Revise your high level outline. Do more exploratory analyses. Talk to your colleagues. Read similar papers in the literature, paying attention to their framing, methods, and findings. Are there methods you can adapt or build on? Papers you should cite? Hypotheses you can follow up on? Ask for more feedback. Finally, once you, your mentors, and your collaborators agree that you have a solid plan, move on to the Primary Research and Writing stage.

1.5 Talking about authorship

It’s good practice to talk about authorship at the early stages of a research project. This can be a little awkward, but that’s okay, it’s an important and normal conversation to have. The principal investigator (PI) or senior author (often the last author listed on a manuscript) may have the authority to make suggestions for who should be authors and in which order. That said, PIs can get busy and lose track of the current status and authorship of their various projects. Ideally, a PI will foster an environment where students and trainees can routinely raise questions about authorship and project status.

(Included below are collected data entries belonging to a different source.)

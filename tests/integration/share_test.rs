//! Integration tests for share links and their public resolution.

mod helpers;

use chrono::{Duration, Utc};
use http::StatusCode;
use serde_json::json;

use locker_auth::password::PasswordHasher;
use locker_core::types::UserId;
use locker_database::ShareStore;
use locker_entity::share::CreateDocumentShare;

use helpers::TestApp;

async fn share(app: &TestApp, token: &str, body: serde_json::Value) -> serde_json::Value {
    let response = app.request("POST", "/api/shares", Some(body), Some(token)).await;
    assert_eq!(
        response.status,
        StatusCode::CREATED,
        "Share failed: {:?}",
        response.body
    );
    response.body["data"].clone()
}

fn share_token(link: &serde_json::Value) -> String {
    link["token"].as_str().unwrap().to_string()
}

#[tokio::test]
async fn test_open_share_resolves_to_document() {
    let app = TestApp::new();
    let (_, token) = app.new_user();
    let path = app.upload_ok(&token, "Resume_2024.pdf", "education").await;

    let link = share(&app, &token, json!({ "document_path": path })).await;
    assert!(link["expires_at"].is_null());
    assert_eq!(link["is_password_protected"], false);
    let share_token = share_token(&link);
    assert_eq!(
        link["url"],
        format!("{}/shared/{share_token}", helpers::BASE_URL)
    );

    let response = app
        .request("GET", &format!("/shared/{share_token}"), None, None)
        .await;
    assert_eq!(response.status, StatusCode::OK);
    assert_eq!(response.body["data"]["state"], "resolved");
    assert_eq!(response.body["data"]["display_name"], "Resume 2024");
    assert_eq!(response.body["data"]["category"], "education");

    let url = response.body["data"]["url"].as_str().unwrap();
    let (status, bytes) = app.fetch(url).await;
    assert_eq!(status, StatusCode::OK);
    assert_eq!(bytes, b"%PDF-1.7 test");

    let response = app.request("GET", "/api/shares", None, Some(&token)).await;
    assert_eq!(response.body["data"][0]["access_count"], 1);
}

#[tokio::test]
async fn test_password_share_is_locked_until_unlocked() {
    let app = TestApp::new();
    let (_, token) = app.new_user();
    let path = app.upload_ok(&token, "lease.pdf", "property").await;

    let link = share(
        &app,
        &token,
        json!({ "document_path": path, "password": "hunter2", "expires_in_hours": 1 }),
    )
    .await;
    assert_eq!(link["is_password_protected"], true);
    assert!(link["expires_at"].is_string());
    let share_token = share_token(&link);

    let response = app
        .request("GET", &format!("/shared/{share_token}"), None, None)
        .await;
    assert_eq!(response.body["data"]["state"], "locked");
    assert!(response.body["data"]["url"].is_null());

    let response = app
        .request(
            "POST",
            &format!("/shared/{share_token}/unlock"),
            Some(json!({ "password": "wrong" })),
            None,
        )
        .await;
    assert_eq!(response.status, StatusCode::OK);
    assert_eq!(response.body["data"]["state"], "locked");
    assert_eq!(response.body["data"]["invalid_password"], true);

    let response = app
        .request(
            "POST",
            &format!("/shared/{share_token}/unlock"),
            Some(json!({ "password": "hunter2" })),
            None,
        )
        .await;
    assert_eq!(response.body["data"]["state"], "resolved");
    assert!(response.body["data"]["url"].is_string());
}

#[tokio::test]
async fn test_expired_share_never_resolves() {
    let app = TestApp::new();
    let (user, token) = app.new_user();
    let path = app.upload_ok(&token, "lease.pdf", "property").await;

    let hash = PasswordHasher::new().hash_password("secret").unwrap();
    app.share_store
        .create(&CreateDocumentShare {
            user_id: user,
            document_path: path,
            share_token: "expired-token".to_string(),
            is_public: true,
            expires_at: Some(Utc::now() - Duration::minutes(5)),
            password_hash: Some(hash),
            allow_download: true,
        })
        .await
        .unwrap();

    let response = app
        .request(
            "POST",
            "/shared/expired-token/unlock",
            Some(json!({ "password": "secret" })),
            None,
        )
        .await;
    assert_eq!(response.status, StatusCode::OK);
    assert_eq!(response.body["data"]["state"], "expired");
    assert!(response.body["data"]["url"].is_null());
}

#[tokio::test]
async fn test_non_public_share_is_reported() {
    let app = TestApp::new();
    let (_, token) = app.new_user();
    let path = app.upload_ok(&token, "lease.pdf", "property").await;

    let link = share(
        &app,
        &token,
        json!({ "document_path": path, "is_public": false }),
    )
    .await;

    let response = app
        .request("GET", &format!("/shared/{}", share_token(&link)), None, None)
        .await;
    assert_eq!(response.body["data"]["state"], "not_public");
}

#[tokio::test]
async fn test_unknown_token_is_not_found_state() {
    let app = TestApp::new();

    let response = app.request("GET", "/shared/does-not-exist", None, None).await;
    assert_eq!(response.status, StatusCode::OK);
    assert_eq!(response.body["data"]["state"], "not_found");
}

#[tokio::test]
async fn test_trashed_document_share_is_unavailable() {
    let app = TestApp::new();
    let (_, token) = app.new_user();
    let path = app.upload_ok(&token, "lease.pdf", "property").await;
    let link = share(&app, &token, json!({ "document_path": path })).await;

    let response = app
        .request("POST", "/api/trash", Some(json!({ "path": path })), Some(&token))
        .await;
    assert_eq!(response.status, StatusCode::CREATED);

    let response = app
        .request("GET", &format!("/shared/{}", share_token(&link)), None, None)
        .await;
    assert_eq!(response.body["data"]["state"], "unavailable");

    let response = app
        .request(
            "POST",
            "/api/shares",
            Some(json!({ "document_path": path })),
            Some(&token),
        )
        .await;
    assert_eq!(response.status, StatusCode::CONFLICT);
}

#[tokio::test]
async fn test_private_document_cannot_be_shared() {
    let app = TestApp::new();
    let (user, token) = app.new_user();
    let grant = app.private_grant(&token).await;

    let response = app
        .upload(&token, "scan.png", "medical", true, b"png", Some(&grant))
        .await;
    assert_eq!(response.status, StatusCode::CREATED);
    let path = response.body["data"]["path"].as_str().unwrap().to_string();

    let response = app
        .request_with(
            "POST",
            "/api/shares",
            Some(json!({ "document_path": path })),
            Some(&token),
            Some(&grant),
        )
        .await;
    assert_eq!(response.status, StatusCode::FORBIDDEN);
    assert!(app.share_store.list_for_user(user).await.unwrap().is_empty());
}

#[tokio::test]
async fn test_share_validation_and_ownership() {
    let app = TestApp::new();
    let (_, alice) = app.new_user();
    let (_, bob) = app.new_user();
    let path = app.upload_ok(&alice, "lease.pdf", "property").await;

    let response = app
        .request(
            "POST",
            "/api/shares",
            Some(json!({ "document_path": path, "expires_in_hours": -1 })),
            Some(&alice),
        )
        .await;
    assert_eq!(response.status, StatusCode::BAD_REQUEST);

    let response = app
        .request(
            "POST",
            "/api/shares",
            Some(json!({ "document_path": path })),
            Some(&bob),
        )
        .await;
    assert_eq!(response.status, StatusCode::FORBIDDEN);

    let missing = format!("{}/1_legal_missing.pdf", UserId::new());
    let response = app
        .request(
            "POST",
            "/api/shares",
            Some(json!({ "document_path": missing })),
            Some(&alice),
        )
        .await;
    assert_eq!(response.status, StatusCode::FORBIDDEN);
}

#[tokio::test]
async fn test_expiry_is_capped() {
    let app = TestApp::new();
    let (_, token) = app.new_user();
    let path = app.upload_ok(&token, "lease.pdf", "property").await;

    let before = Utc::now();
    let link = share(
        &app,
        &token,
        json!({ "document_path": path, "expires_in_hours": 10_000 }),
    )
    .await;

    let expires_at: chrono::DateTime<Utc> =
        serde_json::from_value(link["expires_at"].clone()).unwrap();
    assert!(expires_at <= Utc::now() + Duration::hours(48));
    assert!(expires_at >= before + Duration::hours(47));
}

#[tokio::test]
async fn test_deleted_share_stops_resolving() {
    let app = TestApp::new();
    let (_, token) = app.new_user();
    let path = app.upload_ok(&token, "lease.pdf", "property").await;
    let link = share(&app, &token, json!({ "document_path": path })).await;
    let id = link["share_id"].as_str().unwrap();

    let response = app
        .request("DELETE", &format!("/api/shares/{id}"), None, Some(&token))
        .await;
    assert_eq!(response.status, StatusCode::OK);

    let response = app
        .request("GET", &format!("/shared/{}", share_token(&link)), None, None)
        .await;
    assert_eq!(response.body["data"]["state"], "not_found");

    let response = app
        .request("DELETE", &format!("/api/shares/{id}"), None, Some(&token))
        .await;
    assert_eq!(response.status, StatusCode::NOT_FOUND);
}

A PI may have their own system for tracking their various projects, such as a paper tracker. The paper tracker is a tool to assemble research ideas, denote which members of research teams are working on which projects, and encourage lab members to have conversations and get organized. This kind of tool can promote collaboration and transparency, particularly for large projects with several outputs (papers, presentations, reports, etc.).

1.5.1 Authorship expectations

The expectations for what it takes to be an author on a peer-reviewed study vary between fields. For researchers in the biomedical sciences, the International Committee of Medical Journal Editors (ICMJE) has come up with four recommended authorship criteria:

  1. Substantial contributions to the conception or design of the work; or the acquisition, analysis, or interpretation of data for the work; AND
  2. Drafting the work or reviewing it critically for important intellectual content; AND
  3. Final approval of the version to be published; AND
  4. Agreement to be accountable for all aspects of the work in ensuring that questions related to the accuracy or integrity of any part of the work are appropriately investigated and resolved.

According to ICMJE, all of these criteria must be met for a someone to qualify as an author.

It’s also a good practice to set expectations authorship expectations early, at the design stage of a project. Come up with a division of labor that everyone agrees to and feels good about. Who will be assembling the data? Writing code? Interpreting results? Writing sections of the manuscript?